Seems like the James Webb Space Telescope is not alone. We now have the Nancy Grace Roman Space Telescope due to come online soon. It could finally tell us if primordial black holes exist, or not. Note – not if black holes exist, just the primordial variety which is an invention of cosmologists. These are to be found close to the Big Bang point. In fact, it seems the idea of Big Bang is at the heart of mainstream thinking in regard to black holes. We are told that when the universe erupted into existence with Big Bang all its matter was compressed into a tiny area. Cosmologists theorise that in some regions sub atomic matter was compressed into an even smaller area – if that is possible. This collapsed into primordial black holes. If they exist they would be small – and hiding. The latter element is important to the story as it accounts for the failure to yet discover them. Einstein’s theory of relativity is said to have provided proof of the existence of black holes. The  elephant in the room here is that Einstein himself disagreed. He didn’t think black holes could actually form. It was other scientists getting onboard the gravy train that played around with Einstein’s equations that claimed black holes could exist. In other words, they took Einstein’s work and came to a conclusion the man himself did not accept. Then, they repeated over and over again, that Einstein had proved their existence. He did not. However, it is true that since then black holes have fascinated scientists – and school boys.

See https://phys.org/news/2023-11-nancy-grace-roman-space-telescope.html ….We are told, with that firm sense of knowledge only the most programmed of our betters, can command, that now we know they do [exist] and we also know they are so dense, they warp space time. We also know even light cannot escape from their clutches. It seems the mainstream mantra of cosmologists is out of sync with other scientists such as solar physicists. The latter are reshaping their ideas on how the cosmos works but in another discipline they are still bedded into the old ideas.

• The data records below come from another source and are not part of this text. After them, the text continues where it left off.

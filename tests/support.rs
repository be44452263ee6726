//! Shared fixtures for the integration tests.

#![allow(dead_code)]

// std
use std::sync::{
	Mutex,
	atomic::{AtomicUsize, Ordering},
};
// self
use outbound_http::{
	error::{Error, TransportError},
	reqwest::header::HeaderMap,
	transport::{HttpRequest, HttpResponse, Transport, TransportFuture},
};

/// What a [`ScriptedTransport`] saw of one request.
#[derive(Clone, Debug)]
pub struct SeenRequest {
	pub method: String,
	pub uri: String,
	pub headers: HeaderMap,
	pub body: Vec<u8>,
}

/// Base transport that answers every request with a canned response (or failure) and records
/// what it was sent.
pub struct ScriptedTransport {
	status: u16,
	body: Vec<u8>,
	fail: bool,
	calls: AtomicUsize,
	seen: Mutex<Vec<SeenRequest>>,
}
impl ScriptedTransport {
	pub fn responding(status: u16, body: impl Into<Vec<u8>>) -> Self {
		Self {
			status,
			body: body.into(),
			fail: false,
			calls: AtomicUsize::new(0),
			seen: Mutex::new(Vec::new()),
		}
	}

	pub fn failing() -> Self {
		Self { fail: true, ..Self::responding(0, Vec::new()) }
	}

	pub fn calls(&self) -> usize {
		self.calls.load(Ordering::SeqCst)
	}

	pub fn seen(&self) -> Vec<SeenRequest> {
		self.seen.lock().expect("Seen requests lock should not be poisoned.").clone()
	}

	pub fn last(&self) -> SeenRequest {
		self.seen().pop().expect("At least one request should have been sent.")
	}
}
impl Transport for ScriptedTransport {
	fn execute(&self, request: HttpRequest) -> TransportFuture<'_> {
		self.calls.fetch_add(1, Ordering::SeqCst);
		self.seen.lock().expect("Seen requests lock should not be poisoned.").push(SeenRequest {
			method: request.method().to_string(),
			uri: request.uri().to_string(),
			headers: request.headers().clone(),
			body: request.body().clone(),
		});

		let result = if self.fail {
			Err(Error::from(TransportError::Io(std::io::Error::other("connection reset"))))
		} else {
			let mut response = HttpResponse::new(self.body.clone());

			*response.status_mut() =
				self.status.try_into().expect("Scripted status should be a valid HTTP status.");

			Ok(response)
		};

		Box::pin(async move { result })
	}
}

/// Base transport whose calls never complete.
pub struct HangingTransport;
impl Transport for HangingTransport {
	fn execute(&self, _: HttpRequest) -> TransportFuture<'_> {
		Box::pin(std::future::pending())
	}
}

Nancy Grace is a powerful infrared telescope which will be launched in 2027. It is designed to measure dark energy, as one example, as well as the space time curve. Gravitational microlensing is also on the agenda – so black holes, primordial or otherwise, are not the only thing it will illuminate. For more info see https://doi.org/10.48550/arxiv.2311.00751

Keeping to the theme of black holes, at https://phys.org/news/2023-11-supermassive-black-holes-star-formation.html … here we are told supernova black holes shut down star formation. This view is derived from the James Webb once again. Studying cosmic dawn, when the first stars and black holes came into existence, as well as galaxies, the telescope came up with some startling facts not particularly onboard with mainstream dogma. However, at cosmic noon, 2 to 3 billion years after Big Bang, we also have some surprises. This is the point stars and black holes are said to have existed for some time, and qasars. Looking at various galaxies the researchers claim supermassive black holes restrict star formation – see https://doi.org/10.48550/arxiv.2310.17939

Then we have Euclid – Europe’s new space telescope. It is now  beaming back images of the universe at large. See https://phys.org/news/2023-11-glimpses-galactic-zoo-euclid-images.html … which has the first five images beamed back by Euclid. The horsehead nebula is first, then a globular cluster, a dwarf galaxy, and a photo shot of 100,000 galaxies in the cosmic zoo. Awe inspring as some would say.